[Collected data]
- - -

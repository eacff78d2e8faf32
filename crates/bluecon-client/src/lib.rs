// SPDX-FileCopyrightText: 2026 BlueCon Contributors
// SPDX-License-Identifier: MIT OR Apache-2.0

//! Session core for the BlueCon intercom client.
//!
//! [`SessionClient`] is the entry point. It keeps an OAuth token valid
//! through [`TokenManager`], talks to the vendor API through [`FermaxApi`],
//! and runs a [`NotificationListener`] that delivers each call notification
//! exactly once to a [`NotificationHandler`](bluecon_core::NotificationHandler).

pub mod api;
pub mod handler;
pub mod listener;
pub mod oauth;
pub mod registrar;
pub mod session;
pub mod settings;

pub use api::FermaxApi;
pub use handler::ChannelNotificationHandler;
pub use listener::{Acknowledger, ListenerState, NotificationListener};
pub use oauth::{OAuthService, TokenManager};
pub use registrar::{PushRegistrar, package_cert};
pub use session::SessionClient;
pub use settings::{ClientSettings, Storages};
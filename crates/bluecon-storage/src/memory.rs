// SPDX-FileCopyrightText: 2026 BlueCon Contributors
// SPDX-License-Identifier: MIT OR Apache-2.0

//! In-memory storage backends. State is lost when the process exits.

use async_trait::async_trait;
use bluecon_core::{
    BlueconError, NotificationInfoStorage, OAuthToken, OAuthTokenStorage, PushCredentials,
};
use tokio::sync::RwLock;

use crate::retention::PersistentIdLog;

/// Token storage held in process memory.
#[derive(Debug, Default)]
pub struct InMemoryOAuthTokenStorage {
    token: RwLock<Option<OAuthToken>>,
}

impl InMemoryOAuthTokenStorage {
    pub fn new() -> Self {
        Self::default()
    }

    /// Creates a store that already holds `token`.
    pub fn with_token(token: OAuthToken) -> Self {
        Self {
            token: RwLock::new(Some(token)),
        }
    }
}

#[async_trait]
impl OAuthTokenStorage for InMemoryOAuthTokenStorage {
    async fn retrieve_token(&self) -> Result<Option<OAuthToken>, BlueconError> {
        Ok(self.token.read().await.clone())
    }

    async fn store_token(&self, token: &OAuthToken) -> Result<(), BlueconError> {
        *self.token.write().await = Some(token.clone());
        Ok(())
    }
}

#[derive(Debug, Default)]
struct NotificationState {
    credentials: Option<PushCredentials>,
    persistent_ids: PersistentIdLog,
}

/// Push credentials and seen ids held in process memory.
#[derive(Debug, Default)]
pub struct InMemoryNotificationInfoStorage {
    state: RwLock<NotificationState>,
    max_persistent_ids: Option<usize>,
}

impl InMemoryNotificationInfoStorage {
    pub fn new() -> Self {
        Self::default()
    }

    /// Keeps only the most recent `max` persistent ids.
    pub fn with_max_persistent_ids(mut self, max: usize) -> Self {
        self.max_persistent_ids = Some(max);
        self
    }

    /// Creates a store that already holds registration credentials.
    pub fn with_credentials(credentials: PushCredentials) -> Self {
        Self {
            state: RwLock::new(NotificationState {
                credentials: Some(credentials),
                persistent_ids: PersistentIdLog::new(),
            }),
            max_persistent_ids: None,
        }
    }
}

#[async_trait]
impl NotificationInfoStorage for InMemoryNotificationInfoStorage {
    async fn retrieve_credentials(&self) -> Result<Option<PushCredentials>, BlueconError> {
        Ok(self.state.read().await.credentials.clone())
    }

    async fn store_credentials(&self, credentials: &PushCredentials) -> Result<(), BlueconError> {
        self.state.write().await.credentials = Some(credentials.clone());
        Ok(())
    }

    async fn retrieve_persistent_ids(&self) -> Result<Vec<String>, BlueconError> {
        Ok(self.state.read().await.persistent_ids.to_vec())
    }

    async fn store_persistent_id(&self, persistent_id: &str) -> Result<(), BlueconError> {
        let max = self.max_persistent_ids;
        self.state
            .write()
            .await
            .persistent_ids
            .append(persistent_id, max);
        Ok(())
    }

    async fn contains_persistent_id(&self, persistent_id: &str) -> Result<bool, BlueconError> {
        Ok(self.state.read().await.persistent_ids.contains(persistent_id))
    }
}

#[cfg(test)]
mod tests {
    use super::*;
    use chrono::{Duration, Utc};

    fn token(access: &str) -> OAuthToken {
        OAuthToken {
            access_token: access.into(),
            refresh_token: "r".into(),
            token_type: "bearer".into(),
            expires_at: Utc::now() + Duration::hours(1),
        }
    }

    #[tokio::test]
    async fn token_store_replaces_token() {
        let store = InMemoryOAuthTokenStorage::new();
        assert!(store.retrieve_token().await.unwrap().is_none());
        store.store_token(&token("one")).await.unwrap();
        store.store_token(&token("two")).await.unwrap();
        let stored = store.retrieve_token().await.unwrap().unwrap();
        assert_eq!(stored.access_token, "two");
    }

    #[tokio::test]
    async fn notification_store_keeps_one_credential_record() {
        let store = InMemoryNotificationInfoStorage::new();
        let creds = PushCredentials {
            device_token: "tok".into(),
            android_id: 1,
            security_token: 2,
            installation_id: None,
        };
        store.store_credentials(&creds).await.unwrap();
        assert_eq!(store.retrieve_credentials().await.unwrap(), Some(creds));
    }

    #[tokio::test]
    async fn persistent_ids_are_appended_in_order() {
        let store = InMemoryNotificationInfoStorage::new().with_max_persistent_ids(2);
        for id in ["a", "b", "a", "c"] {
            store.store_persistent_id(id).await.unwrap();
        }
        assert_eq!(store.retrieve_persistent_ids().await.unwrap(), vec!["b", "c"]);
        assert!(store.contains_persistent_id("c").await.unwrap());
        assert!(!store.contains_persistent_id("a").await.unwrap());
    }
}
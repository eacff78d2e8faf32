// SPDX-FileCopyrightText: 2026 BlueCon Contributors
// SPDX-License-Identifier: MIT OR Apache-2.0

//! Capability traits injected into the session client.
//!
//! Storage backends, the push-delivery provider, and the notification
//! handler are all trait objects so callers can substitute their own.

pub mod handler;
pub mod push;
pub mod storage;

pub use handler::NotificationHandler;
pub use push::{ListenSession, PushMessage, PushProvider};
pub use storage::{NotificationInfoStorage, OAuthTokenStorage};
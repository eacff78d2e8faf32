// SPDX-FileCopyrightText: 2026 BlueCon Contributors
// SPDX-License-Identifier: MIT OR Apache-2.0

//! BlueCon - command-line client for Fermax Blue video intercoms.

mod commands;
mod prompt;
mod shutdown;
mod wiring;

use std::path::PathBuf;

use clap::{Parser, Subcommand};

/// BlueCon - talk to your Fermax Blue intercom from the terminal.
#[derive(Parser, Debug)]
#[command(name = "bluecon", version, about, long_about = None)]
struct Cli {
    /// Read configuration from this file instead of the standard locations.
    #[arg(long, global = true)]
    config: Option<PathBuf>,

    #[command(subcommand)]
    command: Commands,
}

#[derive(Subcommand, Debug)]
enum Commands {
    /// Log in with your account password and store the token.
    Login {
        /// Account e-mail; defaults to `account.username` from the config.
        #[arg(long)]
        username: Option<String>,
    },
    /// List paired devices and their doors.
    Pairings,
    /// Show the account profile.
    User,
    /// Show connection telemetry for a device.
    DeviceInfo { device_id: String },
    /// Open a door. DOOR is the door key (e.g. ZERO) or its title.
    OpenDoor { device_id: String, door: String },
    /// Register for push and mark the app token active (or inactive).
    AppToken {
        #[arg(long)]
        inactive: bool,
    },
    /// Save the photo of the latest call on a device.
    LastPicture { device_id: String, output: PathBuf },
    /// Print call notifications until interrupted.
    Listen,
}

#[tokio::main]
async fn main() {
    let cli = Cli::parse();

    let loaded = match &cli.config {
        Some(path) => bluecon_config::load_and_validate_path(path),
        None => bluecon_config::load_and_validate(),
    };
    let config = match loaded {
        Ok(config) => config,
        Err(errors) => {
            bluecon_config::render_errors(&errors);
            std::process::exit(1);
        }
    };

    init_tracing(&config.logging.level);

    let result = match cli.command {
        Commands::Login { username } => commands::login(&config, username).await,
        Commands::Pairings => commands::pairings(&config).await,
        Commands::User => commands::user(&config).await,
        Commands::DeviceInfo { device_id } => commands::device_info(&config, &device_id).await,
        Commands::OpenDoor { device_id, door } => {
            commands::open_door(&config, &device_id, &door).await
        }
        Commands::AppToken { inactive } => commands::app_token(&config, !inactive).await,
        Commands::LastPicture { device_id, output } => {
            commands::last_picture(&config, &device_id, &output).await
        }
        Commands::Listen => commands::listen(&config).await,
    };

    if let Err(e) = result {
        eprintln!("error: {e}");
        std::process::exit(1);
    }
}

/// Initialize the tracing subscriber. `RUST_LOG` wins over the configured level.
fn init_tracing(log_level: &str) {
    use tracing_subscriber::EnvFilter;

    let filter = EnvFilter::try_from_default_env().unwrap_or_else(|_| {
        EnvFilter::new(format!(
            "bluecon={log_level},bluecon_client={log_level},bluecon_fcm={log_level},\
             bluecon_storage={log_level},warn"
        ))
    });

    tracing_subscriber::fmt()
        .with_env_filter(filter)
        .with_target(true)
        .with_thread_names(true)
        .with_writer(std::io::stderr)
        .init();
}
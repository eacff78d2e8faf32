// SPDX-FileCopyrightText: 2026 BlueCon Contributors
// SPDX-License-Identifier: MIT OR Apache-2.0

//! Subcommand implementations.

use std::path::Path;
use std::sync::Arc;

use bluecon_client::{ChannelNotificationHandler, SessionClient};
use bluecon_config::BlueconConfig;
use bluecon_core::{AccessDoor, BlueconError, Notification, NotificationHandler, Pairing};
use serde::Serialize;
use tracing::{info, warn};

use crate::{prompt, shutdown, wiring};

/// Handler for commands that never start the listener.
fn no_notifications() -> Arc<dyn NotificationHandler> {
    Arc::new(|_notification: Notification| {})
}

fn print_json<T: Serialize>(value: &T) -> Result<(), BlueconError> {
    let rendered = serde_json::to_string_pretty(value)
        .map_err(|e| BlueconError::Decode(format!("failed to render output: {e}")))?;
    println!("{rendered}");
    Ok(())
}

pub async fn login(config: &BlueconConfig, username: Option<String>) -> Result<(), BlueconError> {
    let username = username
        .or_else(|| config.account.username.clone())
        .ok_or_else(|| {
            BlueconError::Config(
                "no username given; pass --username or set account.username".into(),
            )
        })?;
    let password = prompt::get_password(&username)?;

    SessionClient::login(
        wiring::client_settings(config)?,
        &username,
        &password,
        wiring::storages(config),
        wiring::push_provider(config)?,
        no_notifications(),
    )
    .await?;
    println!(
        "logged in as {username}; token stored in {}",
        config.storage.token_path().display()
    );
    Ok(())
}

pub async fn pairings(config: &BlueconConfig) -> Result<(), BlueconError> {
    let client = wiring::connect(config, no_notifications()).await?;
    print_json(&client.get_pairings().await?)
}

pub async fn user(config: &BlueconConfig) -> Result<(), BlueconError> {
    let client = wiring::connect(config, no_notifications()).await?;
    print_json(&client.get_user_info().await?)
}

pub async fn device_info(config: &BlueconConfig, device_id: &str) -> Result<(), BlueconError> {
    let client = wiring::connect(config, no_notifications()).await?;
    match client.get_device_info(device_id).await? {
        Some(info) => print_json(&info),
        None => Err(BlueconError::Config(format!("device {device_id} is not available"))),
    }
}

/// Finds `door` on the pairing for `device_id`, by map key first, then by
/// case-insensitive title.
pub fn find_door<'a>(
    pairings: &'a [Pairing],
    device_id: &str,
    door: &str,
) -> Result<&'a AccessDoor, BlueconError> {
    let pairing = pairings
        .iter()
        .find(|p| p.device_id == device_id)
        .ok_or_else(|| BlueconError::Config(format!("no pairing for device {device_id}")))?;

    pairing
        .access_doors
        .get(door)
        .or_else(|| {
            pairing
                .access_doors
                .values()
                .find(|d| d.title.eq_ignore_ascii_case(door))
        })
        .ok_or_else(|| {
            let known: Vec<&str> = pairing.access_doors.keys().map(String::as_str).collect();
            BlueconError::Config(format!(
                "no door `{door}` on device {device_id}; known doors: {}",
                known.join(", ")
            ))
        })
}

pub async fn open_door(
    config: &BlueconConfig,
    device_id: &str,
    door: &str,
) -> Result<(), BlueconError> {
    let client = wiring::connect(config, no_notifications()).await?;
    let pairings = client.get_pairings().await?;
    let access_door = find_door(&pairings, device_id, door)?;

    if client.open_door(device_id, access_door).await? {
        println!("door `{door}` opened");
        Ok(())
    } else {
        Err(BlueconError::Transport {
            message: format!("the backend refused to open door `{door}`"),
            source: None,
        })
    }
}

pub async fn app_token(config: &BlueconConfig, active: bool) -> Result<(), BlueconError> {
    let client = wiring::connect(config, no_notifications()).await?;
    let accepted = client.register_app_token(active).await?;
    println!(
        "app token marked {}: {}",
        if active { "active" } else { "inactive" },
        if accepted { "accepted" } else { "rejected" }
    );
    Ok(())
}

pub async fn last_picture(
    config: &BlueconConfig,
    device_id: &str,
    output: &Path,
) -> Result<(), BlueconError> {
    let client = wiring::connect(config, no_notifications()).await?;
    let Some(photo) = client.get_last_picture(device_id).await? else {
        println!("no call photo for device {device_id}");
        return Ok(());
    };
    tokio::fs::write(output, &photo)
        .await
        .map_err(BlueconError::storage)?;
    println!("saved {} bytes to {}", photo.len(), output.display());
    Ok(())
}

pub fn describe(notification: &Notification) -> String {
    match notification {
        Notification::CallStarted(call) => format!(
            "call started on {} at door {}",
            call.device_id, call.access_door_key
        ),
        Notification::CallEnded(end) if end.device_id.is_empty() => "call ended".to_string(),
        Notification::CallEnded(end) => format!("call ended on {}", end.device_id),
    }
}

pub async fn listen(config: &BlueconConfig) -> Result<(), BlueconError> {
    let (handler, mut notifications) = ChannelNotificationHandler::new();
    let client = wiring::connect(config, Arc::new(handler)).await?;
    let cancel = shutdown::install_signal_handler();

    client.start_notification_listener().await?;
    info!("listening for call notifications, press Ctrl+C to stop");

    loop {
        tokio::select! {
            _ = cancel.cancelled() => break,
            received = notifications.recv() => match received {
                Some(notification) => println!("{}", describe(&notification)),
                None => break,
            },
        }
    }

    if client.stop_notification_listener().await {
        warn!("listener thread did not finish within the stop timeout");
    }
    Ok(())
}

- - -

Work task: The lines of the records that contain the string "usize" should be located and copied.

The answer:
    max_persistent_ids: Option<usize>,
    pub fn with_max_persistent_ids(mut self, max: usize) -> Self {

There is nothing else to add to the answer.